ASKiNGRADiO.com | News | Zimbabwe | Nov 17
Zimbabwe’s President Robert Mugabe made a public appearance Friday, his first since the military took over state institutions and opened talks aimed at getting the aged leader to resign.
Mugabe, wearing a blue and yellow academic gown, presided over a university graduation ceremony for more than 1,000 students in Harare. The president appeared to fall asleep at times and said nothing about the ongoing political uncertainty.
Mugabe, 93, is reported to be resisting demands from the army and members of his own ZANU-PF party to step down after 37 years in power.
The Zimbabwe Defense Forces seized key state institutions on Wednesday, confined President Mugabe to house arrest and clamped on what they termed thieves surrounding the president, including Professor Jonathan Moyo, Home Affairs Minister Ignatius Chombo, Local Government Minister Saviour Kasukuwere, Zanu PF Youth League secretary Kudzanayi Chipanga and several others.
The detainees, who are in army barracks, are said to be members of a faction of the ruling party that were seeking to elevate first lady Grace Mugabe to the post of vice president. President Mugabe fired his longtime ally, Emmerson Mnangagwa, from the position on November 5.
Opposition demands intensify
Members of opposition groups are expressing frustration with the pace of negotiations over Mugabe’s political future and have called for a mass protest in Harare on Saturday.
Christopher Mutsvangwa, chairperson of the Zimbabwe National Liberation War Veterans’ Association, told journalists that the planned protest is designed to push the president out of office.

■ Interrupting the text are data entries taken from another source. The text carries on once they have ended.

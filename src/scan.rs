//! Resolves command-line paths into the list of image files to load.

use std::path::{Path, PathBuf};

use walkdir::{DirEntry, WalkDir};

use crate::error::Error;

/// Extensions the decoder is built to handle, lowercase without the dot.
pub const SUPPORTED_EXTENSIONS: &[&str] = &["jpg", "jpeg", "png", "gif", "webp"];

/// Return `true` if `path` has a supported image extension.
#[must_use]
pub fn is_supported_image(path: &Path) -> bool {
    path.extension()
        .and_then(|s| s.to_str())
        .is_some_and(|ext| {
            let ext = ext.to_ascii_lowercase();
            SUPPORTED_EXTENSIONS.iter().any(|e| *e == ext)
        })
}

/// Expands `paths` into image files.
///
/// Files are taken as given, in argument order, regardless of extension.
/// Directories are walked recursively, skipping hidden subdirectories, and
/// contribute their supported images in sorted order.
///
/// # Errors
/// Returns [`Error::BadPath`] naming every path that does not exist.
pub fn discover_images(paths: &[PathBuf]) -> Result<Vec<PathBuf>, Error> {
    let missing: Vec<_> = paths.iter().filter(|p| !p.exists()).collect();
    if !missing.is_empty() {
        let joined = missing
            .iter()
            .map(|p| p.to_string_lossy())
            .collect::<Vec<_>>()
            .join(", ");
        return Err(Error::BadPath(joined));
    }

    let mut out = Vec::new();
    for root in paths {
        if !root.is_dir() {
            out.push(root.clone());
            continue;
        }
        let mut found: Vec<PathBuf> = WalkDir::new(root)
            .into_iter()
            .filter_entry(|e| !is_hidden_dir(e))
            .flatten()
            .filter(|e| e.file_type().is_file() && is_supported_image(e.path()))
            .map(DirEntry::into_path)
            .collect();
        found.sort();
        out.extend(found);
    }
    Ok(out)
}

fn is_hidden_dir(entry: &DirEntry) -> bool {
    // tempdir roots may themselves be dot-dirs
    if entry.depth() == 0 || !entry.file_type().is_dir() {
        return false;
    }
    entry
        .file_name()
        .to_str()
        .is_some_and(|n| n.starts_with('.'))
}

Jacob Ngarivhume of opposition group Transform Zimbabwe said hopes of Mugabe leaving office are slowly dissipating.
“There is no way he should be allowed to continue holding power,” Ngarivhume told VOA’s Zimbabwe service. “If he were to do that, then Zimbabwe would be in trouble. What I see happening is there might be a dragging on of the discussion around his departure, but eventually…. he must go. He has outlived his usefulness.”
Former prime minister Morgan Tsvangirai, who leads the Movement for Democratic Change party, joined the calls for Mugabe to resign.
“Mr. Robert Mugabe must resign, step down immediately in line with the national sentiment and expectation, taking full regard of his legacy and contribution to Zimbabwe, pre and post Zimbabwe,” said Tsvangirai, who returned to the country this week from South Africa, where he is being treated for cancer.
U.S. Secretary of State Rex Tillerson said Friday now is the time for the southern African country to return to civilian rule.
“Zimbabawe has an opportunity to set itself on a new path: one that must include democratic elections and respect for human rights,” Tillerson told African ministers and diplomats before a meeting in Washington. “Ultimately, the people of Zimbabwe must choose their government,” he added.
Mugabe hanging on
There has been no indication Mugabe will voluntarily give up power. Nick Mangwana, who is the Britain-based representative of ZANU-PF, told VOA that, “President Mugabe remains President Mugabe as of now.”
Mugabe is the only leader the nation has known since Zimbabwe won independence in 1980, and has turned back many previous challenges to his rule, often using the army, police and physical violence from supporters to intimidate opponents.
His hold appeared strong even as Zimbabwe’s economy, which has struggled for years, suffered a new downturn over the past 12 months. Last December, the ruling ZANU-PF party nominated him as its presidential candidate for the 2018 elections.
The turning point was the firing of Mnangagwa, 75, a liberation war hero who maintains strong support among veterans.
Mnangagwa’s current whereabouts are uncertain, though he is widely believed to be in South Africa.
As for the president, the Zimbabwe Defense Forces said Friday it is “currently engaging with the commander-in-chief, President Mugabe, on the way forward and will advise the nation as soon as possible.”